Improperly cleaned food contact surfaces are one of the primary routes for bacterial transfer in a kitchen. When surfaces are not sanitized between uses, bacteria from raw proteins can move directly onto produce, bread, or cooked food. The multi-use utensil citation compounds this: utensils that are not fully cleaned develop bacterial biofilms within 24 hours, biofilms that are significantly harder to remove than fresh contamination.

The toxic chemical violation carries a distinct and immediate risk. Chemicals stored near food, or containers that are mislabeled, can contaminate food directly or be mistaken during preparation. Unlike a temperature violation, which creates conditions for bacterial growth over hours, a chemical contamination event can cause acute illness within minutes of ingestion.

The missing consumer advisory for raw or undercooked foods affects the most vulnerable guests specifically. A hotel breakfast operation serves a rotating population that includes the elderly, pregnant travelers, and guests with immune conditions. Without a posted advisory, those guests have no information to act on.

The Longer Record

The April 2026 inspection was the 16th on record for this location. Across those 16 inspections, the facility has accumulated 86 total violations. It has never been emergency-closed.

The pattern in the inspection history is consistent. In September 2022, inspectors cited five high-severity and two intermediate violations. A follow-up the next day showed zero. In August 2023, inspectors found four high-severity and one intermediate violation on August 17. The following day, August 18, the record showed zero. The same sequence repeated in 2025: two high-severity violations in August.

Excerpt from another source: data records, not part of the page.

use crate::error::{RecommendError, Result};
use crate::models::*;
use crate::utils::{normalize_facet, normalize_price_range};
use std::collections::{HashMap, HashSet};
use std::path::Path;
use tracing::{info, warn};

/// Immutable, ordered restaurant dataset with id and name indexes.
///
/// Names are not required to be unique; name lookups resolve to the first
/// restaurant carrying that name.
#[derive(Debug, Clone, Default)]
pub struct Catalog {
    restaurants: Vec<Restaurant>,
    by_id: HashMap<String, usize>,
    by_name: HashMap<String, usize>,
}

impl Catalog {
    pub fn new(restaurants: Vec<Restaurant>) -> Result<Self> {
        let mut by_id = HashMap::with_capacity(restaurants.len());
        let mut by_name = HashMap::with_capacity(restaurants.len());

        for (position, restaurant) in restaurants.iter().enumerate() {
            if by_id.insert(restaurant.restaurant_id.clone(), position).is_some() {
                return Err(RecommendError::DuplicateRestaurant {
                    id: restaurant.restaurant_id.clone(),
                });
            }

            if by_name.contains_key(&restaurant.restaurant_name) {
                warn!(
                    "Duplicate restaurant name {:?} at row {}; name lookups resolve to the first",
                    restaurant.restaurant_name, position
                );
            } else {
                by_name.insert(restaurant.restaurant_name.clone(), position);
            }
        }

        Ok(Self {
            restaurants,
            by_id,
            by_name,
        })
    }

    /// Normalizes raw facet shapes and builds the catalog.
    pub fn from_raw(raw: Vec<RawRestaurant>) -> Result<Self> {
        let restaurants = raw
            .into_iter()
            .map(|r| {
                let missing = |facet: &str| {
                    RecommendError::InvalidArtifact(format!(
                        "restaurant {} has no {}",
                        r.restaurant_id, facet
                    ))
                };
                Ok(Restaurant {
                    cuisine_type: normalize_facet(&r.cuisine_type)
                        .ok_or_else(|| missing("cuisine_type"))?,
                    location: normalize_facet(&r.location).ok_or_else(|| missing("location"))?,
                    price_range: normalize_price_range(&r.price_range)
                        .ok_or_else(|| missing("price_range"))?,
                    restaurant_id: r.restaurant_id.clone(),
                    restaurant_name: r.restaurant_name.clone(),
                })
            })
            .collect::<Result<Vec<_>>>()?;

        Self::new(restaurants)
    }

    pub fn load(path: impl AsRef<Path>) -> Result<Self> {
        let file = std::fs::File::open(path.as_ref())?;
        let raw: Vec<RawRestaurant> = serde_json::from_reader(std::io::BufReader::new(file))?;
        let catalog = Self::from_raw(raw)?;
        info!(
            "Loaded {} restaurants from {}",
            catalog.len(),
            path.as_ref().display()
        );
        Ok(catalog)
    }

    pub fn len(&self) -> usize {
        self.restaurants.len()
    }

    pub fn is_empty(&self) -> bool {
        self.restaurants.is_empty()
    }

    pub fn get(&self, position: usize) -> Option<&Restaurant> {
        self.restaurants.get(position)
    }

    pub fn iter(&self) -> impl Iterator<Item = &Restaurant> {
        self.restaurants.iter()
    }

    pub fn find_by_id(&self, restaurant_id: &str) -> Option<&Restaurant> {
        self.by_id.get(restaurant_id).map(|&i| &self.restaurants[i])
    }

    pub fn find_by_name(&self, name: &str) -> Option<&Restaurant> {
        self.position_of_name(name).map(|i| &self.restaurants[i])
    }

    pub fn position_of_name(&self, name: &str) -> Option<usize> {
        self.by_name.get(name).copied()
    }

    pub fn filter_by(&self, filter: &FacetFilter) -> Vec<&Restaurant> {
        self.restaurants.iter().filter(|r| filter.matches(r)).collect()
    }

    pub fn ids(&self) -> Vec<String> {
        self.restaurants.iter().map(|r| r.restaurant_id.clone()).collect()
    }

    pub fn names(&self) -> Vec<String> {
        self.restaurants.iter().map(|r| r.restaurant_name.clone()).collect()
    }

    /// Distinct values of `facet`, in catalog order.
    pub fn facet_values(&self, facet: Facet) -> Vec<String> {
        let mut seen = HashSet::new();
        self.restaurants
            .iter()
            .map(|r| r.facet(facet))
            .filter(|value| seen.insert(*value))
            .map(str::to_string)
            .collect()
    }
}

April 2026 produced the highest single-inspection high-severity count in the available record, at six.

The Pattern

What the inspection history shows is a facility that clears violations when re-inspected but returns to high-severity findings on subsequent annual visits. The zero-violation follow-up inspections suggest the problems are correctable. The recurrence suggests they are not being corrected in a lasting way.

The 2021 inspection found four high-severity and three intermediate violations. The 2022 inspection found five high-severity and two intermediate violations. The 2023 inspection found four high-severity and one intermediate violation. The 2025 inspection found two high-severity and two intermediate violations. April 2026 found six high-severity and two intermediate violations.

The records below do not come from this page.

use rand::seq::SliceRandom;
use rand::Rng;
use serde_json::Value;

pub mod validation;

pub const GUEST_POOL_SIZE: usize = 100;

/// Renders a scalar facet value: strings verbatim, null as absent, anything
/// else as compact JSON.
fn render_scalar(value: &Value) -> Option<String> {
    match value {
        Value::Null => None,
        Value::String(s) => Some(s.clone()),
        other => Some(other.to_string()),
    }
}

/// Normalizes a cuisine or location field: a non-empty list collapses to its
/// first element, every other shape passes through. `None` when the value
/// that would be kept is null.
pub fn normalize_facet(value: &Value) -> Option<String> {
    match value {
        Value::Array(items) if !items.is_empty() => render_scalar(&items[0]),
        other => render_scalar(other),
    }
}

/// Normalizes a price field: a two-element list renders as `"low-high"`,
/// every other shape passes through. `None` when a bound or the value is null.
pub fn normalize_price_range(value: &Value) -> Option<String> {
    match value {
        Value::Array(items) if items.len() == 2 => {
            let low = render_scalar(&items[0])?;
            let high = render_scalar(&items[1])?;
            Some(format!("{}-{}", low, high))
        }
        other => render_scalar(other),
    }
}

pub fn guest_user_ids() -> Vec<String> {
    (0..GUEST_POOL_SIZE).map(|i| format!("U{:03}", i)).collect()
}

pub fn random_guest_id<R: Rng + ?Sized>(rng: &mut R) -> String {
    guest_user_ids()
        .choose(rng)
        .cloned()
        .unwrap_or_else(|| "U000".to_string())
}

None of those inspections resulted in an emergency closure.

The April 13, 2026 inspection at the Holiday Inn Express on Airport Road closed with six high-severity violations on the books, inadequate handwashing, improper technique, unsanitized food surfaces, chemical storage concerns, no allergen training, and no consumer advisory for vulnerable guests, and the hotel continued serving breakfast to its guests.